After locating the line that contains "reference.extend(input.iter().cloned());" in the data below, set down exactly that line and each one after it through the line that contains "let removed = queue.dequeue().unwrap();", and nothing more.
• • • • •
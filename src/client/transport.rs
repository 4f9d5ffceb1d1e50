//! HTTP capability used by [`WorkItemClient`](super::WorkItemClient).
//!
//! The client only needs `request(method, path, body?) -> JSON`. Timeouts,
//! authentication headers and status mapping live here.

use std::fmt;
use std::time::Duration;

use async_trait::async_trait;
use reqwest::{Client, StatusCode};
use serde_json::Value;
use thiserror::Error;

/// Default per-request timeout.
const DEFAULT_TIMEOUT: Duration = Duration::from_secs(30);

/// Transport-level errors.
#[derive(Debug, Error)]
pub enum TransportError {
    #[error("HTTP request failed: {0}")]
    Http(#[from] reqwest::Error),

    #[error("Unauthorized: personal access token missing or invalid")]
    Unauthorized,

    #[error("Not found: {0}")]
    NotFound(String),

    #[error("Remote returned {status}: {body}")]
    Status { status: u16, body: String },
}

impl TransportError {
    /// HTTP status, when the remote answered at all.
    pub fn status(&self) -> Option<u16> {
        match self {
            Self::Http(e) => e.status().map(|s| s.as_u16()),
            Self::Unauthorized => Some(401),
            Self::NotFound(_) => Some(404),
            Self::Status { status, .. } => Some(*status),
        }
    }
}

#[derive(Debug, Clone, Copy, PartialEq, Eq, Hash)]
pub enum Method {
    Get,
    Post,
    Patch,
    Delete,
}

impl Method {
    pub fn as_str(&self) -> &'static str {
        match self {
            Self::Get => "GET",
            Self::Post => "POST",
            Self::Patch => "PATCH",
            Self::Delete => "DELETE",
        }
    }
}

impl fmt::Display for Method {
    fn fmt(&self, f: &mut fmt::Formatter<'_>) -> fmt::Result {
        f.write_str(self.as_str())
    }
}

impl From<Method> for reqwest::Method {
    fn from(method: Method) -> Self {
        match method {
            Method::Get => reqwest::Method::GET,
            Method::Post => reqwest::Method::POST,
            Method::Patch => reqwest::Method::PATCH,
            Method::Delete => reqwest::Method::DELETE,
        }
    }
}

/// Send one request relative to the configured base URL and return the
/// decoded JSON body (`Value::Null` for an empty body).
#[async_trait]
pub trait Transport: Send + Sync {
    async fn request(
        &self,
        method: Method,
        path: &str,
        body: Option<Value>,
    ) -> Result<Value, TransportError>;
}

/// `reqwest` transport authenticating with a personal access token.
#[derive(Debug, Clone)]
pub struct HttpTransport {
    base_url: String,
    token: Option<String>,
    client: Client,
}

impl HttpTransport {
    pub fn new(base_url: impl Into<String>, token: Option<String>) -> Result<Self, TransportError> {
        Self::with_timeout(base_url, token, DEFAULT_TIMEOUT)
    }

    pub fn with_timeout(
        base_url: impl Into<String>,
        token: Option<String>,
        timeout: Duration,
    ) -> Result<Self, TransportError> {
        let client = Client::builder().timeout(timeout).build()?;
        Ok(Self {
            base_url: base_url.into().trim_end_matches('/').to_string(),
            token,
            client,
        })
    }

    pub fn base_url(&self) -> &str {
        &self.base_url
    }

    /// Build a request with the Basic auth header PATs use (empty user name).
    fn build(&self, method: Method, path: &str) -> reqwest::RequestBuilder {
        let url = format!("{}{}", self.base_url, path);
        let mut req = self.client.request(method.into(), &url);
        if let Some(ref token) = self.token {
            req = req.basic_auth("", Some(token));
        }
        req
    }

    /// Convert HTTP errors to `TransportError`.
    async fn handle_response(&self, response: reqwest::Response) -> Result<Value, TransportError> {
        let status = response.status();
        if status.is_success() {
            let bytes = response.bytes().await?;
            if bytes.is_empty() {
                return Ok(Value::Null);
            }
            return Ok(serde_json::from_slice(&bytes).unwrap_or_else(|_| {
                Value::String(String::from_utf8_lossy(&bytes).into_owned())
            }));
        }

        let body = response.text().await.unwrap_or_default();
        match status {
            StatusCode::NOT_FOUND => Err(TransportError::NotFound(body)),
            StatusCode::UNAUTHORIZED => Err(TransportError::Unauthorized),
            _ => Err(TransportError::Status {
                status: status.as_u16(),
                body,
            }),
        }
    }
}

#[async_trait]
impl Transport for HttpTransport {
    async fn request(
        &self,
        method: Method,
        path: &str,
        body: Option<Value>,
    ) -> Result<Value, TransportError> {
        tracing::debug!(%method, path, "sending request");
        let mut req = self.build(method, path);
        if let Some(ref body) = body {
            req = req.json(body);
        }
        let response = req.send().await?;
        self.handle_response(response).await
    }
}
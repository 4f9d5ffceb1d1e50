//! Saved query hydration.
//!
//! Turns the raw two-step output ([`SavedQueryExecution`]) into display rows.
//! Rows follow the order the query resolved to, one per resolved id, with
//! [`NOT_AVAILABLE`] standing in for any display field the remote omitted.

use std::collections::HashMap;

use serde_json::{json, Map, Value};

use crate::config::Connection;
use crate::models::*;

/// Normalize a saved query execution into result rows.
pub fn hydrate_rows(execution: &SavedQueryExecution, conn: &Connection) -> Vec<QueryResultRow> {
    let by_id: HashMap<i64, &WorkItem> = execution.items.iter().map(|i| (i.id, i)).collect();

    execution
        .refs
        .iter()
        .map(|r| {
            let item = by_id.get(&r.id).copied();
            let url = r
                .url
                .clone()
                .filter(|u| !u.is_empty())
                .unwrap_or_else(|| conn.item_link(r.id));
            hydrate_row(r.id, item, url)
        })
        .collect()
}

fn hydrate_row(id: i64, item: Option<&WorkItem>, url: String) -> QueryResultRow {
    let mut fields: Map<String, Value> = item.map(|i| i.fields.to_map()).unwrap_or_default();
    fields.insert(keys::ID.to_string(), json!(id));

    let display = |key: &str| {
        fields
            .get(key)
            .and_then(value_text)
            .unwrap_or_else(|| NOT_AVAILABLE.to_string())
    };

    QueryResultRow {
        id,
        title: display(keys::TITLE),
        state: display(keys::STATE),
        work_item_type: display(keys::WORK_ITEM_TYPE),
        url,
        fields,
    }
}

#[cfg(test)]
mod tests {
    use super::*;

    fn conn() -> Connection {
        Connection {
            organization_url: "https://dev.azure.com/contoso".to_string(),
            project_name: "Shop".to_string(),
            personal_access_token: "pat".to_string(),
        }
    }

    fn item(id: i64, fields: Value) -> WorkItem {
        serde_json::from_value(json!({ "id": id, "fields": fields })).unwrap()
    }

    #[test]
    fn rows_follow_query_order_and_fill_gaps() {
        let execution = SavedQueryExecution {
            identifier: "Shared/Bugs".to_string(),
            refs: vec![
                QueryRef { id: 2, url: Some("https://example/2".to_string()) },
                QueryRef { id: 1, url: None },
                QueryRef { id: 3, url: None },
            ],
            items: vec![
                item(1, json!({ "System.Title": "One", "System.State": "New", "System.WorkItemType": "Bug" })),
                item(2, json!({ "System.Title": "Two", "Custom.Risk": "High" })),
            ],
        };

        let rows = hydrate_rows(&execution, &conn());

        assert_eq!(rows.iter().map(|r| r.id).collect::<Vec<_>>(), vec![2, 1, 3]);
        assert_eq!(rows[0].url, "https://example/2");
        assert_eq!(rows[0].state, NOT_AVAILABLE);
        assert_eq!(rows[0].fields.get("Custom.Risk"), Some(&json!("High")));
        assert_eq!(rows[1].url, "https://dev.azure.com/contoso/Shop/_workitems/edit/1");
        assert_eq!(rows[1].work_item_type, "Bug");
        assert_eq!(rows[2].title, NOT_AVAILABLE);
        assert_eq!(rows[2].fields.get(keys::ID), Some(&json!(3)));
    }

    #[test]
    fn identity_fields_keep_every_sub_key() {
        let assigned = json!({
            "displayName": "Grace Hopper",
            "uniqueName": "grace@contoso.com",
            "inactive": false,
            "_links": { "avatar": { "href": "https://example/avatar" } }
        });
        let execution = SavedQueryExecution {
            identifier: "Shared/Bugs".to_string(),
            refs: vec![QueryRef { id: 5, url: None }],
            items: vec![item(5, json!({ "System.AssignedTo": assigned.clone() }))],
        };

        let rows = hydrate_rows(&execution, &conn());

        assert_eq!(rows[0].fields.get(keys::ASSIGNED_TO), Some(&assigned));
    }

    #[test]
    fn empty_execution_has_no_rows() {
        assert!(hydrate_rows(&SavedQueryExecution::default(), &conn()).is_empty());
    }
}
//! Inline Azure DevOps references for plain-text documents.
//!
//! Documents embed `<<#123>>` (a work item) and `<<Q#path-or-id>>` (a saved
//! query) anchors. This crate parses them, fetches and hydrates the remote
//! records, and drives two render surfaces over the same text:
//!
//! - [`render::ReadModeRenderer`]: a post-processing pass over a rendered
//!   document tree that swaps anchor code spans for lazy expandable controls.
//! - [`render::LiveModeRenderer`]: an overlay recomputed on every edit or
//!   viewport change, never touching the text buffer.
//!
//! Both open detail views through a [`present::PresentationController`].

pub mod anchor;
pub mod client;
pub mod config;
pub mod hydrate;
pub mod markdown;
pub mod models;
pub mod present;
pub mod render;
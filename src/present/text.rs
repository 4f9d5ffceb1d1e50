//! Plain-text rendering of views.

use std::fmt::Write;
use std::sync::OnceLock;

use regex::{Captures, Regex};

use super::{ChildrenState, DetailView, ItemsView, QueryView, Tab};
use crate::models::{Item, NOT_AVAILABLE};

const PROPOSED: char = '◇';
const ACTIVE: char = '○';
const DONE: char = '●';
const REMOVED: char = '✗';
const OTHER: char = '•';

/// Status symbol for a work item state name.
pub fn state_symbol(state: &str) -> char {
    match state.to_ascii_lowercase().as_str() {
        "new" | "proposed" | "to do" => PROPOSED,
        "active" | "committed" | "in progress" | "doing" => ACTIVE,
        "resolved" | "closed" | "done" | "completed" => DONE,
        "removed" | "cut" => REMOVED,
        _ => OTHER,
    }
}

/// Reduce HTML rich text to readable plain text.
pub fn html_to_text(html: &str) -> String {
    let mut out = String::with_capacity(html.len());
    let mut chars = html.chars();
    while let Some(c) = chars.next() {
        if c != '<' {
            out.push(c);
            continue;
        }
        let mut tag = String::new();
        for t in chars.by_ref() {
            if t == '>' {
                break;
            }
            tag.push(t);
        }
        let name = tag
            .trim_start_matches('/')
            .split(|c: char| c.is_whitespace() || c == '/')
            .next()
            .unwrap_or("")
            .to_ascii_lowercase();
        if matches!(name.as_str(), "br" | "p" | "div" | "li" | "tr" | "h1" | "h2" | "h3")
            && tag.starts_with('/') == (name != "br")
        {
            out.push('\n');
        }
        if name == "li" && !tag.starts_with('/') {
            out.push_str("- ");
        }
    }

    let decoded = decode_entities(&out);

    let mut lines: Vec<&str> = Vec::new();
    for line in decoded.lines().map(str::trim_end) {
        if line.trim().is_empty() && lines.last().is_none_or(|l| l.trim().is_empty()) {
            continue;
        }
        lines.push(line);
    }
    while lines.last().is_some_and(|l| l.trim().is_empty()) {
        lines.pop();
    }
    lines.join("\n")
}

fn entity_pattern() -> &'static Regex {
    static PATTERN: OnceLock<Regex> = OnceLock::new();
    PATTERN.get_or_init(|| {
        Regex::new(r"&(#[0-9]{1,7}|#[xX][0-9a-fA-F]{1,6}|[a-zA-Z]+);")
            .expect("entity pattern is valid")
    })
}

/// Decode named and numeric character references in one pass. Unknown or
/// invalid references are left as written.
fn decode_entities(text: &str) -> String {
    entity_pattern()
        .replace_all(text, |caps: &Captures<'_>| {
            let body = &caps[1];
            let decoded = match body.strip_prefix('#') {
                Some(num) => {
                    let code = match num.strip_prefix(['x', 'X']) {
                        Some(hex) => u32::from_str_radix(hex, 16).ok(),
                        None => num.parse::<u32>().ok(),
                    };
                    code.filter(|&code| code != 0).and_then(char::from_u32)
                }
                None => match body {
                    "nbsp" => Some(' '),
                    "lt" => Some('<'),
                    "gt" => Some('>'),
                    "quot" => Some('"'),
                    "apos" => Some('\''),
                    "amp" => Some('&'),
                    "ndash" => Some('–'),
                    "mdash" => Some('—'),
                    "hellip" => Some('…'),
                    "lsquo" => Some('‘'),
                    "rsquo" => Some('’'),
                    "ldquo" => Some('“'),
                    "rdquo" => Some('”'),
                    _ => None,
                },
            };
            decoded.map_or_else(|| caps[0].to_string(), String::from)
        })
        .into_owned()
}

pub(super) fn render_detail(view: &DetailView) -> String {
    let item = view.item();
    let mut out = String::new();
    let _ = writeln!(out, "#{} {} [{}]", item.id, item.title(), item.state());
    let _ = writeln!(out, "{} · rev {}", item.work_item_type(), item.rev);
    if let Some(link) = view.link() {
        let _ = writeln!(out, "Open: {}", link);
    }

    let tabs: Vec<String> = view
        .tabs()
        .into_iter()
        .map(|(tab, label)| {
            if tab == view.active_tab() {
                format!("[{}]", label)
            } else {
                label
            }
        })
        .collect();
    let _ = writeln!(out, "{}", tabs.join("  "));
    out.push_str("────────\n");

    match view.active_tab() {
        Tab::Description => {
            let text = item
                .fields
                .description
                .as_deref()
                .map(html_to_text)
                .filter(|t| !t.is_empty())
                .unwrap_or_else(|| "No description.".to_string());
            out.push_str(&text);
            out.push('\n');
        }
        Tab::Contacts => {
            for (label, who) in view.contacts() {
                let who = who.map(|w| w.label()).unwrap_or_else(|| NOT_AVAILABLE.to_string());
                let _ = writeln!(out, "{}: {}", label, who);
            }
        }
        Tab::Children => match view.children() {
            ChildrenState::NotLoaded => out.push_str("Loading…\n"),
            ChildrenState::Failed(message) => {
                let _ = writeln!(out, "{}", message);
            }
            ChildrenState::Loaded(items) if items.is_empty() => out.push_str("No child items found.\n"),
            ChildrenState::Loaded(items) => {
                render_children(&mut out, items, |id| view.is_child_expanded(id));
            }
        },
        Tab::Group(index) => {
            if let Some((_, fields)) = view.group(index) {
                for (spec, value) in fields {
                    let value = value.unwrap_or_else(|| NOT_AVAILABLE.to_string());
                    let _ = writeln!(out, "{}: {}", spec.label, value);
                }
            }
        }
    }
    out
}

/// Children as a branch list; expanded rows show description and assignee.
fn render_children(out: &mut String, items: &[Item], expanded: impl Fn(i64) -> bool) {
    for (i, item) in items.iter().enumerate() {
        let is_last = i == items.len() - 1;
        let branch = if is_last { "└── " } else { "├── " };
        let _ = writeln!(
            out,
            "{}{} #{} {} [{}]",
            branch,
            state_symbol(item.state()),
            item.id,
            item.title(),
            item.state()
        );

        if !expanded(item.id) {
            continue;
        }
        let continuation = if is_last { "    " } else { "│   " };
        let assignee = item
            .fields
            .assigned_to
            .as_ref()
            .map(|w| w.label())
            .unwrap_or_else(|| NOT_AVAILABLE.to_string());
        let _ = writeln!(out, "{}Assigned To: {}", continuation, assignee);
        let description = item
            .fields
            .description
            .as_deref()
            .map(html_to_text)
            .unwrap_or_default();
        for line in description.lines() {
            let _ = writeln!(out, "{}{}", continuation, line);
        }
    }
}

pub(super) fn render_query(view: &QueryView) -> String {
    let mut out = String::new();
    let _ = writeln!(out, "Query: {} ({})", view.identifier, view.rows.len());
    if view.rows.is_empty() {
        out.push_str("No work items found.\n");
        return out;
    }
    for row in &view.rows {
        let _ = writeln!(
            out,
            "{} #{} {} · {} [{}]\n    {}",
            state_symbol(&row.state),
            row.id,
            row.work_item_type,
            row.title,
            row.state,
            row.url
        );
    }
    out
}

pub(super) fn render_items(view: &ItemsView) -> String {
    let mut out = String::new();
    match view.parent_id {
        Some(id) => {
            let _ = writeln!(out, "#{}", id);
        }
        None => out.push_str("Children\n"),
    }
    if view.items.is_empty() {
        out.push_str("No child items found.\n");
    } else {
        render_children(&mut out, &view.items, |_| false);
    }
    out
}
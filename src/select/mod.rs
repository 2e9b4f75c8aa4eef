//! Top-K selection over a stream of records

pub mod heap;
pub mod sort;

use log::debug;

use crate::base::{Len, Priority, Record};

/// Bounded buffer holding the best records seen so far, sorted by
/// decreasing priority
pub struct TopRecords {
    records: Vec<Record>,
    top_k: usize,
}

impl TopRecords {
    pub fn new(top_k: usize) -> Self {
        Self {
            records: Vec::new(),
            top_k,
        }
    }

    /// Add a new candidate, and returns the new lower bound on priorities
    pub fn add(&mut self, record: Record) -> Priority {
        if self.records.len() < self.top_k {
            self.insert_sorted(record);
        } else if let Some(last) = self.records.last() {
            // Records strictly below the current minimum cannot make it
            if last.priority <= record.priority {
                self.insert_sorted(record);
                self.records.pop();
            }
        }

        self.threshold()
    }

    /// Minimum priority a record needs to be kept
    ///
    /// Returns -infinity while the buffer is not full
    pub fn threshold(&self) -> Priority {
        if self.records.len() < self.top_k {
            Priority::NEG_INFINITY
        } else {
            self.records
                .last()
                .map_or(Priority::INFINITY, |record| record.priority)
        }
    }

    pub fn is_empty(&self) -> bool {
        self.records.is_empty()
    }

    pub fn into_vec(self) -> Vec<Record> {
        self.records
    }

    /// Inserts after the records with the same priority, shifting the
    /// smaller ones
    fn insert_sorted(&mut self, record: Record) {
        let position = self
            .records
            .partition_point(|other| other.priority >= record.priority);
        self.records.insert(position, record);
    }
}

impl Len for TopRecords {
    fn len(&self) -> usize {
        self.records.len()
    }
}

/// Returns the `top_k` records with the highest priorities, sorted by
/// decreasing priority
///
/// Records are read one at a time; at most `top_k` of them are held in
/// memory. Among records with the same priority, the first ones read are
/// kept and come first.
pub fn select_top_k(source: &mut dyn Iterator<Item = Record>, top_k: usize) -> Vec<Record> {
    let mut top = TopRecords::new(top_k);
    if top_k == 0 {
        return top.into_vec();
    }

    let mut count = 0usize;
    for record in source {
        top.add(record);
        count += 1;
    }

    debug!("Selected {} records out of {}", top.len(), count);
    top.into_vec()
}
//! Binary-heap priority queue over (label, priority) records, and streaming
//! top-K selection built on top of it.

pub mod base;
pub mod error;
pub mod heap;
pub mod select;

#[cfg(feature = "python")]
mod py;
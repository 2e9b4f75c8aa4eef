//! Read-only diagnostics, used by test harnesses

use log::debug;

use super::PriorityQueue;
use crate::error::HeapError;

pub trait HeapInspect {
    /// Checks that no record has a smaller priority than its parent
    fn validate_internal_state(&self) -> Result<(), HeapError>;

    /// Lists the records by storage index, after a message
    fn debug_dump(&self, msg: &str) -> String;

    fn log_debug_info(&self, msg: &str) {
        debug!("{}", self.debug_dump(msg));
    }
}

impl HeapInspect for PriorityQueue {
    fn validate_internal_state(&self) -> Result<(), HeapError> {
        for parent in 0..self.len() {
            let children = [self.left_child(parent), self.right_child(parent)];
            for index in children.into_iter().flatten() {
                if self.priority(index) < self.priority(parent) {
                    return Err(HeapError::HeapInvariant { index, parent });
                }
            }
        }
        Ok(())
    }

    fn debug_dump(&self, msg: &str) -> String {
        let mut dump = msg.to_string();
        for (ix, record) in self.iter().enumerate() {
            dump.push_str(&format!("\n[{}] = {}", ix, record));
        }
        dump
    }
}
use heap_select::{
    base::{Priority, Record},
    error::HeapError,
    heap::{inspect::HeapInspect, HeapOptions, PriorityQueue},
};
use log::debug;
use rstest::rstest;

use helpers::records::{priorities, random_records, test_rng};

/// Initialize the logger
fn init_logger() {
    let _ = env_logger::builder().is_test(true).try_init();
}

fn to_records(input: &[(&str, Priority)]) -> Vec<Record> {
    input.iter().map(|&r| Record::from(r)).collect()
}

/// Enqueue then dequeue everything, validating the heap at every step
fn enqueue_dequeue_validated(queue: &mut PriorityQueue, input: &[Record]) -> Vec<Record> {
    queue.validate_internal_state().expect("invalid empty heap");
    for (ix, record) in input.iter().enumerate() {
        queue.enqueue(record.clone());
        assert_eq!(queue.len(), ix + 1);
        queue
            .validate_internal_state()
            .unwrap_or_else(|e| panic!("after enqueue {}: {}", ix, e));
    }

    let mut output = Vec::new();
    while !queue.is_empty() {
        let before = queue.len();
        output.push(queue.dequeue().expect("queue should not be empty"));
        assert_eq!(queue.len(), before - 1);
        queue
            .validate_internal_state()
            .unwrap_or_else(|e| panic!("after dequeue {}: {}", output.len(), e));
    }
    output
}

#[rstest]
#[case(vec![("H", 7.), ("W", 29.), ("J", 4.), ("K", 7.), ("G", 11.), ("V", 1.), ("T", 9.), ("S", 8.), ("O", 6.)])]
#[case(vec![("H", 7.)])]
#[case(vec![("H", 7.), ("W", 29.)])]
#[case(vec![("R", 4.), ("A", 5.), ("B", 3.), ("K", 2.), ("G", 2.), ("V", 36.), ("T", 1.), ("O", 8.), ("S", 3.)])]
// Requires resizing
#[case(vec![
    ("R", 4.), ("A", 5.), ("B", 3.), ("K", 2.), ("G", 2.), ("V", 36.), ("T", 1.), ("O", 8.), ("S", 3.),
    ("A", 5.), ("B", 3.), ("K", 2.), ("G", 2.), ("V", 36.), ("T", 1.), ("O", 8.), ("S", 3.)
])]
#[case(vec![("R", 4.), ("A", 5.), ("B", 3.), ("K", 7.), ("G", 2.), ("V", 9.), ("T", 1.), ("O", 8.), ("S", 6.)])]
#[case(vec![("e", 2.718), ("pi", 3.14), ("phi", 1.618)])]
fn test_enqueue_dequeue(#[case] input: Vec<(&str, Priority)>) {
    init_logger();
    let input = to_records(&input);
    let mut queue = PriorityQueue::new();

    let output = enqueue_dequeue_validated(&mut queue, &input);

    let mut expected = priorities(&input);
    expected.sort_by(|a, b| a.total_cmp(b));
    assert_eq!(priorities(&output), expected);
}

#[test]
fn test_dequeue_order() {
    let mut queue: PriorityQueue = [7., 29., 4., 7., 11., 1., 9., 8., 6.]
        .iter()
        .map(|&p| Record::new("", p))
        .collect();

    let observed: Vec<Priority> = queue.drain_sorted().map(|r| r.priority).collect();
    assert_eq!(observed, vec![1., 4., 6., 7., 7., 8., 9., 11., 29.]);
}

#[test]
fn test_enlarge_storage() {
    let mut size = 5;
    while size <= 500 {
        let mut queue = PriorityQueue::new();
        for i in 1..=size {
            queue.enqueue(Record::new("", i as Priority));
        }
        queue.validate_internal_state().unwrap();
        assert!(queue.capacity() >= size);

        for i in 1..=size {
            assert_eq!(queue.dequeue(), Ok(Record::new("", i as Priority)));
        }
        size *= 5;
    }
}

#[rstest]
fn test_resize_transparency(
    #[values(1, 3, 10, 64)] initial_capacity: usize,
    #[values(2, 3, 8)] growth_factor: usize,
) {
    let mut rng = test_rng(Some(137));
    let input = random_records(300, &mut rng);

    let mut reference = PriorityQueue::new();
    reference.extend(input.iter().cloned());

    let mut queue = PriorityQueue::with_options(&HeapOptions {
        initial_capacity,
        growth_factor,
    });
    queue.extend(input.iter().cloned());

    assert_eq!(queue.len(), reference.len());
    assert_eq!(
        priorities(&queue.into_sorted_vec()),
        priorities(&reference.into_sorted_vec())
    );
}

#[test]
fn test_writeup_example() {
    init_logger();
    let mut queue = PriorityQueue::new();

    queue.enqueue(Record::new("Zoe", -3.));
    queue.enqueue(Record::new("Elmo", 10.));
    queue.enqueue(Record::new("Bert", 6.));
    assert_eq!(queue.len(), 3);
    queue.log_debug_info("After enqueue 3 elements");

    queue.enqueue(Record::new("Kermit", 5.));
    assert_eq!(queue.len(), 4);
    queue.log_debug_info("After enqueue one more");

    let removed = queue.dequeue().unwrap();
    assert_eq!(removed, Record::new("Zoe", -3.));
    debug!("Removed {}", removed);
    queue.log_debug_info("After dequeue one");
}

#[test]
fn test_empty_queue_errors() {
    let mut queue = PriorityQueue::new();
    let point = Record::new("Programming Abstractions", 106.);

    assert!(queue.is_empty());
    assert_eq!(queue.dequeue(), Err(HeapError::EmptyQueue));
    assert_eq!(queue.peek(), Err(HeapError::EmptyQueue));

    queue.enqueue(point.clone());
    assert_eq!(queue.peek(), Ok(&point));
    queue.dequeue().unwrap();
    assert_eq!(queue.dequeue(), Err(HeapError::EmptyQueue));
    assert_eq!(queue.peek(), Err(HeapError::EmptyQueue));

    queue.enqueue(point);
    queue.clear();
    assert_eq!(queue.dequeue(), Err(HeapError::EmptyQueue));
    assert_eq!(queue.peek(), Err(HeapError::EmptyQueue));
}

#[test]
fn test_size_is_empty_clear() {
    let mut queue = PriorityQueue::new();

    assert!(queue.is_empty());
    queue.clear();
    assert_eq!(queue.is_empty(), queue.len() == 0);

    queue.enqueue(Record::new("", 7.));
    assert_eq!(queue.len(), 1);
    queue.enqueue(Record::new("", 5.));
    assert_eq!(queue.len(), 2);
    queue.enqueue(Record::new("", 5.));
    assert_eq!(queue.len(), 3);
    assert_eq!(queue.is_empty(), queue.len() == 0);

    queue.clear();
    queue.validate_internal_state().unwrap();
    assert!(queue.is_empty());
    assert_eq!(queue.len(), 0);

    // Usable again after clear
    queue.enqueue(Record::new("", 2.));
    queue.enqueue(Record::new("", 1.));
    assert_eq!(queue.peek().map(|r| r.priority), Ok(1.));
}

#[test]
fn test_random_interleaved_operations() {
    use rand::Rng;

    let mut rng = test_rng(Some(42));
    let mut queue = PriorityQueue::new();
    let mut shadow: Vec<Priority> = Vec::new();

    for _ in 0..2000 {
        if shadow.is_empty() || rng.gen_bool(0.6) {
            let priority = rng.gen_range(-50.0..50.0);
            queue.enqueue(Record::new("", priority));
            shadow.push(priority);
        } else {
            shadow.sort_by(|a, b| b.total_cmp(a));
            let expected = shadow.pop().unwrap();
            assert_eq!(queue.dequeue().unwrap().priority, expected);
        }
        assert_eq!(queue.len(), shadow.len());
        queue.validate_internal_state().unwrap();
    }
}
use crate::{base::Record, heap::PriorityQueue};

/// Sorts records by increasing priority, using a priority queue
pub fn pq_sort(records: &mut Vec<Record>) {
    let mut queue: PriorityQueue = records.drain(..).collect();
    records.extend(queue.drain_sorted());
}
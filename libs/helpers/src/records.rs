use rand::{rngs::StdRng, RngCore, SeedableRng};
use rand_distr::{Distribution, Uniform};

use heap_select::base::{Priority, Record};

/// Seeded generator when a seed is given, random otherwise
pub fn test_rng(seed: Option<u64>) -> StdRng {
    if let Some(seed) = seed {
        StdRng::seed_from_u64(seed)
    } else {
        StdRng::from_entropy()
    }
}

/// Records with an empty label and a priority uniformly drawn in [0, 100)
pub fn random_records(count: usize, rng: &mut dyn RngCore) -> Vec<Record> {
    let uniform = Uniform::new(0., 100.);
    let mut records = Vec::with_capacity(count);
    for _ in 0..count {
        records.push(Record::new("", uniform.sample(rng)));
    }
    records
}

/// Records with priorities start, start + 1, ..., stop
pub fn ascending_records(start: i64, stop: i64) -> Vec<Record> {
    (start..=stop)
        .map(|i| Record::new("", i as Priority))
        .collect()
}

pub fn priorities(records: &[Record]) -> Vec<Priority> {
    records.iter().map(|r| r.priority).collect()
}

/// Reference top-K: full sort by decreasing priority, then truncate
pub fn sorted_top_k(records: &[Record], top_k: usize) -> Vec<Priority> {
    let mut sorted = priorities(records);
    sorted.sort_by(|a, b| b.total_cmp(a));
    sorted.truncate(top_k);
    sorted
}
• • • • •
## TASK OUTPUT
    reference.extend(input.iter().cloned());

    let mut queue = PriorityQueue::with_options(&HeapOptions {
        initial_capacity,
        growth_factor,
    });
    queue.extend(input.iter().cloned());

    assert_eq!(queue.len(), reference.len());
    assert_eq!(
        priorities(&queue.into_sorted_vec()),
        priorities(&reference.into_sorted_vec())
    );
}

#[test]
fn test_writeup_example() {
    init_logger();
    let mut queue = PriorityQueue::new();

    queue.enqueue(Record::new("Zoe", -3.));
    queue.enqueue(Record::new("Elmo", 10.));
    queue.enqueue(Record::new("Bert", 6.));
    assert_eq!(queue.len(), 3);
    queue.log_debug_info("After enqueue 3 elements");

    queue.enqueue(Record::new("Kermit", 5.));
    assert_eq!(queue.len(), 4);
    queue.log_debug_info("After enqueue one more");

    let removed = queue.dequeue().unwrap();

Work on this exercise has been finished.